Say how many lines of the listing below hold the word "InvalidShape". Give only that number.
═════ RECORDS SUPPLIED ═════
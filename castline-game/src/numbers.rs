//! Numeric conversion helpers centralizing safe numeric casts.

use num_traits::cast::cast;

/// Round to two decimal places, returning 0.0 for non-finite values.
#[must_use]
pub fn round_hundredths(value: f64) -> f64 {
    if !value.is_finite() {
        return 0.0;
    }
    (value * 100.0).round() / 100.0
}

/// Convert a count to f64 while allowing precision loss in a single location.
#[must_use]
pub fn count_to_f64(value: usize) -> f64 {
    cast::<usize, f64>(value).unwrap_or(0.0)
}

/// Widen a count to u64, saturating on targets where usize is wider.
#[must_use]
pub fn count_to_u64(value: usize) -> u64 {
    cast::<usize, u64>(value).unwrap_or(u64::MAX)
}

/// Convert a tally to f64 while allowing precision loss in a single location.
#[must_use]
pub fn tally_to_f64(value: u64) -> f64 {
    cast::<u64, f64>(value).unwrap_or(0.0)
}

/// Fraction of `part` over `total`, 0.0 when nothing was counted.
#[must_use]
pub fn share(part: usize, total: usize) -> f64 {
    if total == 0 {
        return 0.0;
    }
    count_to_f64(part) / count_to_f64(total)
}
═════
═════ RECORDS SUPPLIED ═════
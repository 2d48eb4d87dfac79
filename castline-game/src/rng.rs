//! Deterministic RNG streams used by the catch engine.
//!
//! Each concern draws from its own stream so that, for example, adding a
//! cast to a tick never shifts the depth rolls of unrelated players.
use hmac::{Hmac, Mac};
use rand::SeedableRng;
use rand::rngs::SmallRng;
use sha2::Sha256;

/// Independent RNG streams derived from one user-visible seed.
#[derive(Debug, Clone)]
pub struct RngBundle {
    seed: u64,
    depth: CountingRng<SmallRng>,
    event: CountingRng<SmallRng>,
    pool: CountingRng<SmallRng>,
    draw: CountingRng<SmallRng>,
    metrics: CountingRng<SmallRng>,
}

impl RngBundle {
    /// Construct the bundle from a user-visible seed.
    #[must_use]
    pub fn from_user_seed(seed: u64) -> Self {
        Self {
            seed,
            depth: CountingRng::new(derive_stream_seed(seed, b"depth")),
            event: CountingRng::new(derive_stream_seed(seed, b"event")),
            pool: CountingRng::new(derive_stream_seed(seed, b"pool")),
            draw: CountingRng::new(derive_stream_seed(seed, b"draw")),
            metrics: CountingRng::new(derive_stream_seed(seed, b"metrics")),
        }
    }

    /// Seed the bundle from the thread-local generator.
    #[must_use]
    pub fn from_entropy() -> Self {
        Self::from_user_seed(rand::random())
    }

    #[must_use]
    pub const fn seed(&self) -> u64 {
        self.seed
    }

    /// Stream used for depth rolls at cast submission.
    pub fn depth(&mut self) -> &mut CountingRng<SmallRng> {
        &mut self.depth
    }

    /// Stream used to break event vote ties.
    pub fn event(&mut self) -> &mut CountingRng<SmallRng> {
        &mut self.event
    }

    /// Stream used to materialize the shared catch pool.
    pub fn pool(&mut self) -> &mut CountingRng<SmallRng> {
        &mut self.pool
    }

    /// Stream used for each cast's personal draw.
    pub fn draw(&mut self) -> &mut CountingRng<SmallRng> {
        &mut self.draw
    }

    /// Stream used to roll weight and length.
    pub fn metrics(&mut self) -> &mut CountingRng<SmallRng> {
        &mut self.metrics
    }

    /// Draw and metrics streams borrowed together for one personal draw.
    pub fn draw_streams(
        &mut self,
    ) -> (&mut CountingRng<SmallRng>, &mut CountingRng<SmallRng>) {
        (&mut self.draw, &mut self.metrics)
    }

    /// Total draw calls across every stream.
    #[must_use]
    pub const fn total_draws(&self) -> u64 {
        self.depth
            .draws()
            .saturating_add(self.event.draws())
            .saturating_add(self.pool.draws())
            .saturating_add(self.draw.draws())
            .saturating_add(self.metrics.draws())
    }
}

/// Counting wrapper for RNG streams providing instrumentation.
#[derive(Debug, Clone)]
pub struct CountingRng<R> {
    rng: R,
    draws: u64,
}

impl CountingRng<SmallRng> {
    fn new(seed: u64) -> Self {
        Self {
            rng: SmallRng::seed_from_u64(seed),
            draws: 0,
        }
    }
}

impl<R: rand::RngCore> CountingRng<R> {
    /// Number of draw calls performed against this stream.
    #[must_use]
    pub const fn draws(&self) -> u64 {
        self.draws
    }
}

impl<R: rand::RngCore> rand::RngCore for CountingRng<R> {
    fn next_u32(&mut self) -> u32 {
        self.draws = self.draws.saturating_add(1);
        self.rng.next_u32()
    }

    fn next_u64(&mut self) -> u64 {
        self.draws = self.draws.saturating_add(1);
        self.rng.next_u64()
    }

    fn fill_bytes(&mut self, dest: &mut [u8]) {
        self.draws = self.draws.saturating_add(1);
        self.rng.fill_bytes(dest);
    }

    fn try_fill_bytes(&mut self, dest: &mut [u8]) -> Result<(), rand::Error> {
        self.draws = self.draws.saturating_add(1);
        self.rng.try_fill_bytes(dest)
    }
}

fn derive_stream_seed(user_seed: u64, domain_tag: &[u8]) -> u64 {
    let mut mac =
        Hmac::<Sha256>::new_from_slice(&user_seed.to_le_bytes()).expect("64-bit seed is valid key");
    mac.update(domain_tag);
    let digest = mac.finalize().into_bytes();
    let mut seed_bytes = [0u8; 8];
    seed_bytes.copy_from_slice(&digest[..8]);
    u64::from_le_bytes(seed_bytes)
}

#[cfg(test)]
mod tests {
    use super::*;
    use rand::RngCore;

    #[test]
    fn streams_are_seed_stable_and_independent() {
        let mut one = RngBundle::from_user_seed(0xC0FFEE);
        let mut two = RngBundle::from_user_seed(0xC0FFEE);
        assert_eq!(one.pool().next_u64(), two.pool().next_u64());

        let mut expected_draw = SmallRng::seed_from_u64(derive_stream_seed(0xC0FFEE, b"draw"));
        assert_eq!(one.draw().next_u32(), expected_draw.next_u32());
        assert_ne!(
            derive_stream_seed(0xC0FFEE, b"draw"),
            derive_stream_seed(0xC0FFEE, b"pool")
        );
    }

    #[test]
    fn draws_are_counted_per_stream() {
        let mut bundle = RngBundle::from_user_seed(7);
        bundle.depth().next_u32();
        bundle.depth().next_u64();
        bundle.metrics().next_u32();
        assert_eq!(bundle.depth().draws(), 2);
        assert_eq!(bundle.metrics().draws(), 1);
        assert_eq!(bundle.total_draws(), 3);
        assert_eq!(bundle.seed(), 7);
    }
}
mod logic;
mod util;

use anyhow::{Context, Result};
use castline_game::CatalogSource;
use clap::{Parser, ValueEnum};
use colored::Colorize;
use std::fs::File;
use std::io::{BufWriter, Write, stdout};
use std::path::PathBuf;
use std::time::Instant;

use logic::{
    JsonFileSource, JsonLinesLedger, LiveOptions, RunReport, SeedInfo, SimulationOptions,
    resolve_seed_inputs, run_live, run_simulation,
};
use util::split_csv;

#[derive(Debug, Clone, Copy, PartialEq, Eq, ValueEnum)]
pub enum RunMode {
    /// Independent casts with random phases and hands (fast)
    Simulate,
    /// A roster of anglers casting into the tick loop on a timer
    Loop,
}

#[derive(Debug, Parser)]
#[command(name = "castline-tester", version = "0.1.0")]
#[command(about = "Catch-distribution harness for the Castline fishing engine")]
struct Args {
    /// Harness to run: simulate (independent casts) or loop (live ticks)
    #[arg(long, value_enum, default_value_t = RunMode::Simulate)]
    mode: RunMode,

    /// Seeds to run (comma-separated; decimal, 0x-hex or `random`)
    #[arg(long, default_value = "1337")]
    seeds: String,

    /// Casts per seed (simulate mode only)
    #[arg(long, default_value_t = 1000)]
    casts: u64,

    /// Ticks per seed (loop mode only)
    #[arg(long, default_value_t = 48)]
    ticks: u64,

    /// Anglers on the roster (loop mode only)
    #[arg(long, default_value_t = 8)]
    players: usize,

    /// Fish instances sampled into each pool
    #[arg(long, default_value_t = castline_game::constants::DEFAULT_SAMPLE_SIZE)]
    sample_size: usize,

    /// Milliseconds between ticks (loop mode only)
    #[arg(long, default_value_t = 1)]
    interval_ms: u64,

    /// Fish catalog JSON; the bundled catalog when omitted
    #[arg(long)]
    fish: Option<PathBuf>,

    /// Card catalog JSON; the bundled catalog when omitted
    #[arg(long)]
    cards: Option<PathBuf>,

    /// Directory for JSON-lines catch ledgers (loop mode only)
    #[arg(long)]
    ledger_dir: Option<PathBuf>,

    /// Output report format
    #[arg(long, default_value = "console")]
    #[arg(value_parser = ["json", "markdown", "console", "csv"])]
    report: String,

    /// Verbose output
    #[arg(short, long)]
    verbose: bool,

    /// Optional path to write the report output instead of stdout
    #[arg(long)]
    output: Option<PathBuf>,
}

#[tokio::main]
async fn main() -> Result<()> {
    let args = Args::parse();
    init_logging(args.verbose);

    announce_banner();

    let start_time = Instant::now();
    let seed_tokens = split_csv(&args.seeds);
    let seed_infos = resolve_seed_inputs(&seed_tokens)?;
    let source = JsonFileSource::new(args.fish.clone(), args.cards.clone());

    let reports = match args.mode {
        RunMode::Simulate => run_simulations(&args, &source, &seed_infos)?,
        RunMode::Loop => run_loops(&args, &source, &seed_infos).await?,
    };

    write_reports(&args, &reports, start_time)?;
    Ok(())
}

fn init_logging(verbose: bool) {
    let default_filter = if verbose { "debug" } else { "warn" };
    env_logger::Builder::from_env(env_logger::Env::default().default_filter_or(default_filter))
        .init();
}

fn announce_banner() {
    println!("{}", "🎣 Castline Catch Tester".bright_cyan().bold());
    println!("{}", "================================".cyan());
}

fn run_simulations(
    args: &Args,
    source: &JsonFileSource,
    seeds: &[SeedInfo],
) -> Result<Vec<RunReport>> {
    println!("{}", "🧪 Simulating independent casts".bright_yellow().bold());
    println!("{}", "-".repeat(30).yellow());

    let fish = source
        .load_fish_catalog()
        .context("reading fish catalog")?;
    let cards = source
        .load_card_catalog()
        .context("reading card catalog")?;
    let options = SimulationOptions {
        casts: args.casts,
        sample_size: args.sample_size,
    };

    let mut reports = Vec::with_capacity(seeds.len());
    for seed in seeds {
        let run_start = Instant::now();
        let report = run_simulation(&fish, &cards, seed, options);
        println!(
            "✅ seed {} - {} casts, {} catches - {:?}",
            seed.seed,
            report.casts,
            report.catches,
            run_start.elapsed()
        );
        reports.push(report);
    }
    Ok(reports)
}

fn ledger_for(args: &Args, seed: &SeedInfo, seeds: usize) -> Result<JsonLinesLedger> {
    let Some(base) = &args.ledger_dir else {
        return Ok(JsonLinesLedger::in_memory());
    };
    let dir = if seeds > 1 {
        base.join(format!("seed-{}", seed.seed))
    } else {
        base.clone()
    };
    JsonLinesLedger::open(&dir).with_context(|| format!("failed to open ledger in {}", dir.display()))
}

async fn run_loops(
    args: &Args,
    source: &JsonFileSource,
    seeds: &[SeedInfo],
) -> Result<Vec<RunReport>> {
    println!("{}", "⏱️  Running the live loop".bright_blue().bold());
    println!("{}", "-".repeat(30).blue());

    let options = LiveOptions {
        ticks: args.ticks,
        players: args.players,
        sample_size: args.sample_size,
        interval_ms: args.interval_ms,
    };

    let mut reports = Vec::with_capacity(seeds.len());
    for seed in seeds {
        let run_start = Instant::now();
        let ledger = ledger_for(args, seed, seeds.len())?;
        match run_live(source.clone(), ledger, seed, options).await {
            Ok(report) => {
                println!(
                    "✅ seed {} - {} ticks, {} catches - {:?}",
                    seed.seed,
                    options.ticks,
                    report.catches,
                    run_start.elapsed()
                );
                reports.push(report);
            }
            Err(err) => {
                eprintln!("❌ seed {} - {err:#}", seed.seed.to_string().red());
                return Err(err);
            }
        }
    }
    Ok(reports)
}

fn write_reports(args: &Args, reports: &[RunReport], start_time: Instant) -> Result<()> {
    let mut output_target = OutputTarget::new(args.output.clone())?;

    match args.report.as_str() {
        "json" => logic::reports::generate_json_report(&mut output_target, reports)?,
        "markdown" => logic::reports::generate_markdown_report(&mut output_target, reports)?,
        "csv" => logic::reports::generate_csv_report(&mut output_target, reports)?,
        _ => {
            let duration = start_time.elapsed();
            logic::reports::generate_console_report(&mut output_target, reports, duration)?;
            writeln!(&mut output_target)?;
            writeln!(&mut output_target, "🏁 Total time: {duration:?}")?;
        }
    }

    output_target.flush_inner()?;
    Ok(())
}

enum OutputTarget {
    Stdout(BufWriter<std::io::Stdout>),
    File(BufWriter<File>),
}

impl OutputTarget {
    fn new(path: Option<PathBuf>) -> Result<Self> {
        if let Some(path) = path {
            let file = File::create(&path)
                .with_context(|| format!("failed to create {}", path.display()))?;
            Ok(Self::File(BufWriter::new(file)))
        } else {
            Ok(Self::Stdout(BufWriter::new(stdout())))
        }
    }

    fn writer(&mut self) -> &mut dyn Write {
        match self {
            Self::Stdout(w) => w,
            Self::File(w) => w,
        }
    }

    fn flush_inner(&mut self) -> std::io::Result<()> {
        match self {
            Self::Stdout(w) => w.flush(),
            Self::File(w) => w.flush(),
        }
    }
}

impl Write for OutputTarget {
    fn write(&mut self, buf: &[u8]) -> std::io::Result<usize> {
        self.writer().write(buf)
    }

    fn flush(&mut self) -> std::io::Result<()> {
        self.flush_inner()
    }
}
═════
═════ RECORDS SUPPLIED ═════
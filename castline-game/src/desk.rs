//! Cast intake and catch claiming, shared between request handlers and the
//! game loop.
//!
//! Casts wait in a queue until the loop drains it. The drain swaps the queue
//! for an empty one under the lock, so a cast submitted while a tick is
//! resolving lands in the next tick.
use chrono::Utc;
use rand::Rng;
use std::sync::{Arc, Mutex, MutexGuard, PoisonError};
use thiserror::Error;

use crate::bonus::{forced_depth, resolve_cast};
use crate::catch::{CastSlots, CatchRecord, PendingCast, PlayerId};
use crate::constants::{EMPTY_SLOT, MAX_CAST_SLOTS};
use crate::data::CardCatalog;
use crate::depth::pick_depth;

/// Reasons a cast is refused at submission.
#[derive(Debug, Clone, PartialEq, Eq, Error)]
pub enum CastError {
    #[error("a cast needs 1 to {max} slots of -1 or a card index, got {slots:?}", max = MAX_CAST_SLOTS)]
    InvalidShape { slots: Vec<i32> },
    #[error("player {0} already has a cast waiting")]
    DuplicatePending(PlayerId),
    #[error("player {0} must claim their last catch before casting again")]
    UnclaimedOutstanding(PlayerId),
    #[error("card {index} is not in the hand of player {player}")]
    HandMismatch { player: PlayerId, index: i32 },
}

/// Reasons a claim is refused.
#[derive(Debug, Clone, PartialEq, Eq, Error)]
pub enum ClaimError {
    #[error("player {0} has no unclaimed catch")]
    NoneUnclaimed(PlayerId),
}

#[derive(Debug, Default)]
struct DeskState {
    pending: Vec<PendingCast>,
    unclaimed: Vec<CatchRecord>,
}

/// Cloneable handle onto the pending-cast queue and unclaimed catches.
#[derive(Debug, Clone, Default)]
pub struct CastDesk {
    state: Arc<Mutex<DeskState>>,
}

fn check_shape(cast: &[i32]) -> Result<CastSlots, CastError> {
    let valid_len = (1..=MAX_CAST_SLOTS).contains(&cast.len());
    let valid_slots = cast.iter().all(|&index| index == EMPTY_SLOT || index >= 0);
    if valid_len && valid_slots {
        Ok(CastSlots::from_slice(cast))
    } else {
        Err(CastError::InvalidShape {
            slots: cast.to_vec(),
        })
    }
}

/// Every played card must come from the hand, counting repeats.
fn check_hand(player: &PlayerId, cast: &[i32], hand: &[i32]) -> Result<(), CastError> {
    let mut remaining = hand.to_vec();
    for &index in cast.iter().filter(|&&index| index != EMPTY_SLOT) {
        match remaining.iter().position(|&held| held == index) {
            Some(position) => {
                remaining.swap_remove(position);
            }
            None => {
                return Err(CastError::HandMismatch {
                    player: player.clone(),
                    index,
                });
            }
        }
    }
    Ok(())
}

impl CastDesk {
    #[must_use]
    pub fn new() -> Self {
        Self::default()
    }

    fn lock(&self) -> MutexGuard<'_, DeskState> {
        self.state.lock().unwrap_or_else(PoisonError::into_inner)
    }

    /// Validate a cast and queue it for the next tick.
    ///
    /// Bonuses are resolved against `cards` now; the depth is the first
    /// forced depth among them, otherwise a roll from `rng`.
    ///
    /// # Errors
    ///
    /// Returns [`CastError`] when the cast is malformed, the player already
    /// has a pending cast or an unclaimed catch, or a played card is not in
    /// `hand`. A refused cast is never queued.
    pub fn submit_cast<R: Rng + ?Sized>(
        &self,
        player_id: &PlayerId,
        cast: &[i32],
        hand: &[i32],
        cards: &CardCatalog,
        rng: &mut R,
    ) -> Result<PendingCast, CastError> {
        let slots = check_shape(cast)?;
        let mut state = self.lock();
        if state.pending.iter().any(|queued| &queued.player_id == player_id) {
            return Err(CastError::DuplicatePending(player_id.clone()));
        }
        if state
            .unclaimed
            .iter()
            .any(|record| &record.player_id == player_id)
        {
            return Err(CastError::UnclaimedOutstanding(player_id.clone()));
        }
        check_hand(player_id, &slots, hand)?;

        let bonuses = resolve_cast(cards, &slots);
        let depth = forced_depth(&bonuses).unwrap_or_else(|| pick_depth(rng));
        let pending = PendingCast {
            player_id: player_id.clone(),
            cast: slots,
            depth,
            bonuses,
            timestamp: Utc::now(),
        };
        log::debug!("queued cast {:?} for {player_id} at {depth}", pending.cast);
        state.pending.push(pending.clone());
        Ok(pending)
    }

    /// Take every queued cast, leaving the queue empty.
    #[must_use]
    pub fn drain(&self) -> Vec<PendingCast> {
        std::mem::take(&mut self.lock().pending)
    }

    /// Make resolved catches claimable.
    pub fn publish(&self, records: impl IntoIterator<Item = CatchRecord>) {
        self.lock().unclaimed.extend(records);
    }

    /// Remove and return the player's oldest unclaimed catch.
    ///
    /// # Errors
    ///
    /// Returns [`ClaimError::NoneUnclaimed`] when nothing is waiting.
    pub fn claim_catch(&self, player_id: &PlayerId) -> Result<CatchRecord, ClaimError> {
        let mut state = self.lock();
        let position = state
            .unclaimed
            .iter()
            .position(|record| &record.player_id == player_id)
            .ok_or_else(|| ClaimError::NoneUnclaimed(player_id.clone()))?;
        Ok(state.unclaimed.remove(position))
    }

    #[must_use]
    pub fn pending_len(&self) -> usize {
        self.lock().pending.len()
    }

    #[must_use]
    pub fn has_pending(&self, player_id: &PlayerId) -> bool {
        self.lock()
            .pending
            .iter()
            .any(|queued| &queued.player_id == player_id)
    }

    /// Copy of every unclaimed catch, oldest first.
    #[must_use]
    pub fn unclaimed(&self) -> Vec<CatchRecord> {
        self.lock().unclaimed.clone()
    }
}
═════
TASK ANSWER
2